How to complete this task
Among the lines below, which ones contain the word "static"? Copy every such line.

----- Records for this exercise

use std::{collections::HashMap, sync::Arc};

use {
    axum::{Form, extract::State, response::Response},
    tracing::debug,
};

use chanlog_export::{ExportKind, ExportRequest};

use crate::state::AppState;

/// Trigger a channel-history export.
pub async fn export_channel(
    State(state): State<AppState>,
    Form(form): Form<HashMap<String, String>>,
) -> Response {
    handle(state, &form, ExportKind::History)
}

/// Trigger a thread-replies export.
pub async fn export_replies(
    State(state): State<AppState>,
    Form(form): Form<HashMap<String, String>>,
) -> Response {
    handle(state, &form, ExportKind::Replies)
}

/// Common slash-command handling.
///
/// The chat platform disallows slow or non-200 synchronous responses, so this
/// always answers 200: diagnostic text when the payload is missing a field,
/// an empty body otherwise. The pipeline is spawned and keeps running after
/// the response has been returned; its outcome reaches the requester through
/// the response URL.
fn handle(state: AppState, form: &HashMap<String, String>, kind: ExportKind) -> Response {
    use axum::response::IntoResponse;

    match ExportRequest::from_form(form) {
        Ok(request) => {
            let pipeline = Arc::clone(&state.pipeline);
            tokio::spawn(async move {
                pipeline.run(request, kind).await;
            });
            ().into_response()
        },
        Err(e) => {
            debug!(field = e.field, ?kind, "malformed slash-command payload");
            e.to_string().into_response()
        },
    }
}
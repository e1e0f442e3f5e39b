//! Configuration for the export gateway: schema, discovery loader, and
//! environment overrides.

pub mod loader;
pub mod schema;

pub use {
    loader::{discover_and_load, load_config},
    schema::{AccessConfig, ChanlogConfig, ExportsConfig, ServerConfig, SlackConfig},
};
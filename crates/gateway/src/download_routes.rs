use axum::{
    body::Body,
    extract::{Path, State},
    http::{StatusCode, header},
    response::{IntoResponse, Response},
};

use chanlog_archive::Error as ArchiveError;

use crate::state::AppState;

/// Single-use artifact download.
///
/// The artifact is deleted as soon as the stream has been served (or the
/// client disconnects), so refreshing the link yields 404.
pub async fn download(State(state): State<AppState>, Path(token): Path<String>) -> Response {
    match state.artifacts.retrieve(&token).await {
        Ok(download) => {
            let headers = [
                (header::CONTENT_TYPE, download.content_type().to_owned()),
                (
                    header::CONTENT_DISPOSITION,
                    format!("attachment; filename=\"{}\"", download.token()),
                ),
            ];
            (headers, Body::from_stream(download)).into_response()
        },
        Err(ArchiveError::InvalidToken { .. }) => {
            (StatusCode::BAD_REQUEST, "Invalid filename").into_response()
        },
        Err(ArchiveError::NotFound { .. }) => {
            (StatusCode::NOT_FOUND, "File not found").into_response()
        },
        Err(e) => {
            tracing::error!(error = %e, "download failed");
            (StatusCode::INTERNAL_SERVER_ERROR, "Download failed").into_response()
        },
    }
}
use std::sync::Arc;

use {
    chanlog_access::AllowListStore, chanlog_archive::ArtifactStore, chanlog_export::ExportPipeline,
};

/// Shared app state handed to every route handler.
#[derive(Clone)]
pub struct AppState {
    pub allow_lists: Arc<AllowListStore>,
    pub artifacts: Arc<ArtifactStore>,
    pub pipeline: Arc<ExportPipeline>,
}
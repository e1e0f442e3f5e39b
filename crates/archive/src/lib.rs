//! On-disk export artifacts with single-use download tokens.
//!
//! An artifact is a rendered export file whose name doubles as its public
//! download token. Serving is strictly single-use: the backing file is
//! deleted as soon as the byte stream completes, or when an aborted download
//! drops it mid-read. Artifacts that are never downloaded are never reclaimed
//! (no expiry sweep).

pub mod download;
pub mod error;
pub mod store;

pub use {
    download::Download,
    error::{Error, Result},
    store::{Artifact, ArtifactStore, ExportBody, ExportFormat},
};
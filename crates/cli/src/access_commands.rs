use std::io::{self, Write};

use clap::Subcommand;

use chanlog_access::{AllowListStore, IdKind};

#[derive(Subcommand)]
pub enum AccessAction {
    /// List allowed users and channels.
    List {
        /// List only allowed users.
        #[arg(long, conflicts_with = "channels_only")]
        users_only: bool,
        /// List only allowed channels.
        #[arg(long)]
        channels_only: bool,
    },
    /// Add a user ID to the allowed list.
    AddUser { user_id: String },
    /// Remove a user ID from the allowed list.
    RemoveUser { user_id: String },
    /// Add a channel ID to the allowed list.
    AddChannel { channel_id: String },
    /// Remove a channel ID from the allowed list.
    RemoveChannel { channel_id: String },
    /// Clear all allowed users.
    ClearUsers {
        /// Skip the confirmation prompt.
        #[arg(long)]
        yes: bool,
    },
    /// Clear all allowed channels.
    ClearChannels {
        /// Skip the confirmation prompt.
        #[arg(long)]
        yes: bool,
    },
}

/// Operate on the same on-disk records the gateway reads. Safe against a
/// live server: writers take the record's advisory lock.
pub async fn handle_access(action: AccessAction) -> anyhow::Result<()> {
    let config = chanlog_config::discover_and_load();
    let store = AllowListStore::open(config.access_dir())?;

    match action {
        AccessAction::List {
            users_only,
            channels_only,
        } => {
            if users_only {
                print_list(&store, IdKind::User).await?;
            } else if channels_only {
                print_list(&store, IdKind::Channel).await?;
            } else {
                println!("🔧 Chanlog Access Control Status");
                println!("{}", "=".repeat(40));
                print_list(&store, IdKind::User).await?;
                println!();
                print_list(&store, IdKind::Channel).await?;
            }
        },
        AccessAction::AddUser { user_id } => add(&store, IdKind::User, &user_id).await?,
        AccessAction::RemoveUser { user_id } => remove(&store, IdKind::User, &user_id).await?,
        AccessAction::AddChannel { channel_id } => add(&store, IdKind::Channel, &channel_id).await?,
        AccessAction::RemoveChannel { channel_id } => {
            remove(&store, IdKind::Channel, &channel_id).await?;
        },
        AccessAction::ClearUsers { yes } => clear(&store, IdKind::User, yes).await?,
        AccessAction::ClearChannels { yes } => clear(&store, IdKind::Channel, yes).await?,
    }
    Ok(())
}

const fn noun(kind: IdKind) -> &'static str {
    match kind {
        IdKind::User => "User",
        IdKind::Channel => "Channel",
    }
}

const fn plural(kind: IdKind) -> &'static str {
    match kind {
        IdKind::User => "users",
        IdKind::Channel => "channels",
    }
}

async fn print_list(store: &AllowListStore, kind: IdKind) -> anyhow::Result<()> {
    let items = store.list(kind).await?;
    if items.is_empty() {
        println!("❌ No {} are currently allowed", plural(kind));
    } else {
        let heading = match kind {
            IdKind::User => "Users",
            IdKind::Channel => "Channels",
        };
        println!("✅ Allowed {heading}:");
        for item in &items {
            println!("  - {item}");
        }
        println!("Total: {} {}", items.len(), plural(kind));
    }
    Ok(())
}

async fn add(store: &AllowListStore, kind: IdKind, id: &str) -> anyhow::Result<()> {
    match store.add(kind, id).await {
        Ok(()) => {
            println!("✅ {} {id} added successfully", noun(kind));
            print_list(store, kind).await
        },
        Err(e) => {
            eprintln!("❌ Failed to add {} {id}: {e}", noun(kind).to_lowercase());
            std::process::exit(1);
        },
    }
}

async fn remove(store: &AllowListStore, kind: IdKind, id: &str) -> anyhow::Result<()> {
    match store.remove(kind, id).await {
        Ok(()) => {
            println!("✅ {} {id} removed successfully", noun(kind));
            print_list(store, kind).await
        },
        Err(e) => {
            eprintln!("❌ Failed to remove {} {id}: {e}", noun(kind).to_lowercase());
            std::process::exit(1);
        },
    }
}

async fn clear(store: &AllowListStore, kind: IdKind, yes: bool) -> anyhow::Result<()> {
    if !yes {
        let prompt = format!(
            "Are you sure you want to clear all allowed {}? (y/N): ",
            plural(kind)
        );
        if !confirm(&prompt)? {
            println!("Operation cancelled");
            return Ok(());
        }
    }
    store.clear(kind).await?;
    println!("✅ All {} cleared successfully", plural(kind));
    Ok(())
}

fn confirm(prompt: &str) -> anyhow::Result<bool> {
    print!("{prompt}");
    io::stdout().flush()?;
    let mut line = String::new();
    io::stdin().read_line(&mut line)?;
    Ok(line.trim().eq_ignore_ascii_case("y"))
}
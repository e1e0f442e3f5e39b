/// Crate-wide result type for pipeline steps.
pub type Result<T> = std::result::Result<T, Error>;

/// Terminal pipeline failures.
///
/// None of these reach the webhook's synchronous response; the pipeline
/// forwards their message to the callback URL instead. Collaborator failures
/// are never retried.
#[derive(Debug, thiserror::Error)]
pub enum Error {
    /// The allow-list store could not be consulted.
    #[error(transparent)]
    Access(#[from] chanlog_access::Error),

    /// The artifact could not be persisted.
    #[error(transparent)]
    Artifact(#[from] chanlog_archive::Error),

    /// An external messaging API call failed.
    #[error("external API call failed: {0}")]
    Collaborator(#[source] anyhow::Error),

    /// A notice could not be delivered to the callback URL.
    #[error("callback delivery failed: {0}")]
    Notify(#[source] anyhow::Error),
}
use std::path::PathBuf;

use {
    secrecy::{ExposeSecret, Secret},
    serde::{Deserialize, Serialize},
};

/// Root configuration.
#[derive(Debug, Clone, Default, Serialize, Deserialize)]
#[serde(default)]
pub struct ChanlogConfig {
    pub server: ServerConfig,
    pub slack: SlackConfig,
    pub access: AccessConfig,
    pub exports: ExportsConfig,
}

/// HTTP listener settings.
#[derive(Debug, Clone, Serialize, Deserialize)]
#[serde(default)]
pub struct ServerConfig {
    pub bind: String,
    pub port: u16,
    /// Public base URL used to build download links. Defaults to the local
    /// listener; set this when the gateway sits behind a proxy.
    pub public_url: Option<String>,
}

impl Default for ServerConfig {
    fn default() -> Self {
        Self {
            bind: "0.0.0.0".into(),
            port: 5000,
            public_url: None,
        }
    }
}

impl ServerConfig {
    /// The base URL download links are built from.
    #[must_use]
    pub fn public_url(&self) -> String {
        self.public_url
            .clone()
            .unwrap_or_else(|| format!("http://localhost:{}", self.port))
    }
}

/// Slack credentials.
#[derive(Debug, Clone, Default, Serialize, Deserialize)]
#[serde(default)]
pub struct SlackConfig {
    /// Bot token used for Web API calls (`SLACK_BOT_TOKEN`).
    #[serde(
        default,
        serialize_with = "serialize_option_secret",
        skip_serializing_if = "Option::is_none"
    )]
    pub bot_token: Option<Secret<String>>,
}

/// Allow-list store settings.
#[derive(Debug, Clone, Default, Serialize, Deserialize)]
#[serde(default)]
pub struct AccessConfig {
    /// Directory holding the persisted allow-list records.
    pub data_dir: Option<PathBuf>,
    /// Identifiers inserted once at startup when the corresponding record is
    /// empty. Explicit seeding replaces any implicit default entries.
    pub seed_users: Vec<String>,
    pub seed_channels: Vec<String>,
}

/// Export artifact settings.
#[derive(Debug, Clone, Default, Serialize, Deserialize)]
#[serde(default)]
pub struct ExportsConfig {
    /// Directory export artifacts are written to.
    pub dir: Option<PathBuf>,
}

impl ChanlogConfig {
    /// Resolved allow-list directory.
    #[must_use]
    pub fn access_dir(&self) -> PathBuf {
        self.access
            .data_dir
            .clone()
            .unwrap_or_else(|| default_data_dir().join("access"))
    }

    /// Resolved exports directory.
    #[must_use]
    pub fn exports_dir(&self) -> PathBuf {
        self.exports
            .dir
            .clone()
            .unwrap_or_else(|| default_data_dir().join("exports"))
    }
}

/// User-global data directory (`~/.local/share/chanlog` on Linux), falling
/// back to the working directory.
fn default_data_dir() -> PathBuf {
    directories::ProjectDirs::from("", "", "chanlog")
        .map_or_else(|| PathBuf::from("."), |d| d.data_dir().to_path_buf())
}

// ── Serde helpers for Secret<String> ────────────────────────────────────────

fn serialize_option_secret<S: serde::Serializer>(
    secret: &Option<Secret<String>>,
    serializer: S,
) -> Result<S::Ok, S::Error> {
    match secret {
        Some(s) => serializer.serialize_some(s.expose_secret()),
        None => serializer.serialize_none(),
    }
}
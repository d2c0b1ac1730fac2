//! anan-core: turn one daily sales chat message into a revenue report reply.
//!
//! The pipeline is parse -> calculate -> render, all pure and synchronous:
//! the chat glue hands in the message text and sends back whatever string
//! [`reply`] returns. Messages that cannot be parsed still produce a
//! sendable reply body explaining the problem.

pub mod message;
pub mod report;
pub mod revenue;

pub use message::{parse_message, ParseError, ParsedInput, Tier};
pub use report::{format_currency, render_report};
pub use revenue::{calculate, RevenueBreakdown};

/// Run the full pipeline on one message and produce the reply body.
///
/// Never fails: a rejected message yields the user-facing explanation
/// instead of the report.
pub fn reply(text: &str) -> String {
    match parse_message(text) {
        Ok(input) => {
            let breakdown = calculate(&input);
            render_report(&input, &breakdown)
        }
        Err(e) => e.user_message(),
    }
}

#[cfg(test)]
mod tests {
    use super::*;

    #[test]
    fn test_reply_is_idempotent() {
        let text = "12/5 2dacbiet 3super 1vip cknv 50";
        assert_eq!(reply(text), reply(text));
    }

    #[test]
    fn test_reply_never_panics_on_rejection() {
        let body = reply("cknv oops");
        assert!(body.contains("oops"));
        assert!(!body.contains("Tổng"));
    }
}
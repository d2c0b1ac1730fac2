//! Render the chat reply: a fixed Vietnamese template with `.`-grouped
//! currency figures.

use crate::message::ParsedInput;
use crate::revenue::RevenueBreakdown;

/// Group an integer with `.` every three digits: `1234567` -> `"1.234.567"`.
/// No decimals and no currency symbol; the template appends `đ` itself.
pub fn format_currency(n: i64) -> String {
    let digits = n.unsigned_abs().to_string();
    let mut out = String::with_capacity(digits.len() + digits.len() / 3 + 1);
    if n < 0 {
        out.push('-');
    }
    for (i, c) in digits.chars().enumerate() {
        if i > 0 && (digits.len() - i) % 3 == 0 {
            out.push('.');
        }
        out.push(c);
    }
    out
}

/// The reply body for a successfully parsed message.
///
/// An absent date renders as an empty slot; nothing else changes.
pub fn render_report(input: &ParsedInput, breakdown: &RevenueBreakdown) -> String {
    format!(
        "Dạ anh Ba doanh thu Massage Royal An An ngày {} gồm:\n\
         \n\
         Tổng {} vé = {}đ\n\
         Tiền gốc: {}đ\n\
         Tiền ngọn NV: {}đ\n\
         Tip NV: {}đ\n\
         Tổng vé + tip: {}đ\n\
         Đã CK: {}đ\n\
         Còn lại tiền mặt: {}đ\n",
        input.date,
        breakdown.total_ve,
        format_currency(breakdown.total_revenue),
        format_currency(breakdown.tien_goc),
        format_currency(breakdown.tien_ngon_nv),
        format_currency(input.tip_nv),
        format_currency(breakdown.total_ve_tip),
        format_currency(input.da_ck),
        format_currency(breakdown.tien_mat),
    )
}

#[cfg(test)]
mod tests {
    use super::*;
    use crate::revenue::calculate;

    #[test]
    fn test_format_currency_groups_with_dots() {
        assert_eq!(format_currency(1_234_567), "1.234.567");
        assert_eq!(format_currency(6_100_000), "6.100.000");
        assert_eq!(format_currency(1_000), "1.000");
    }

    #[test]
    fn test_format_currency_small_values_ungrouped() {
        assert_eq!(format_currency(0), "0");
        assert_eq!(format_currency(7), "7");
        assert_eq!(format_currency(999), "999");
    }

    #[test]
    fn test_format_currency_negative_keeps_sign() {
        assert_eq!(format_currency(-193_850_000), "-193.850.000");
        assert_eq!(format_currency(-1), "-1");
    }

    #[test]
    fn test_render_report_template() {
        let input = ParsedInput {
            date: "12/5".to_string(),
            dac_biet: 2,
            super_tt: 3,
            vip_tt: 1,
            super_bt: 0,
            tip_nv: 50_000,
            da_ck: 200_000,
        };
        let report = render_report(&input, &calculate(&input));

        assert!(report.starts_with("Dạ anh Ba doanh thu Massage Royal An An ngày 12/5 gồm:\n\n"));
        assert!(report.contains("Tổng 6 vé = 6.100.000đ\n"));
        assert!(report.contains("Tiền gốc: 3.800.000đ\n"));
        assert!(report.contains("Tiền ngọn NV: 2.300.000đ\n"));
        assert!(report.contains("Tip NV: 50.000đ\n"));
        assert!(report.contains("Tổng vé + tip: 6.150.000đ\n"));
        assert!(report.contains("Đã CK: 200.000đ\n"));
        assert!(report.ends_with("Còn lại tiền mặt: 5.950.000đ\n"));
    }

    #[test]
    fn test_render_report_empty_date() {
        let input = ParsedInput::default();
        let report = render_report(&input, &calculate(&input));
        assert!(report.contains("ngày  gồm:"));
        assert!(report.contains("Tổng 0 vé = 0đ"));
    }
}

----------

Exercise solution
const fn noun(kind: IdKind) -> &'static str {
const fn plural(kind: IdKind) -> &'static str {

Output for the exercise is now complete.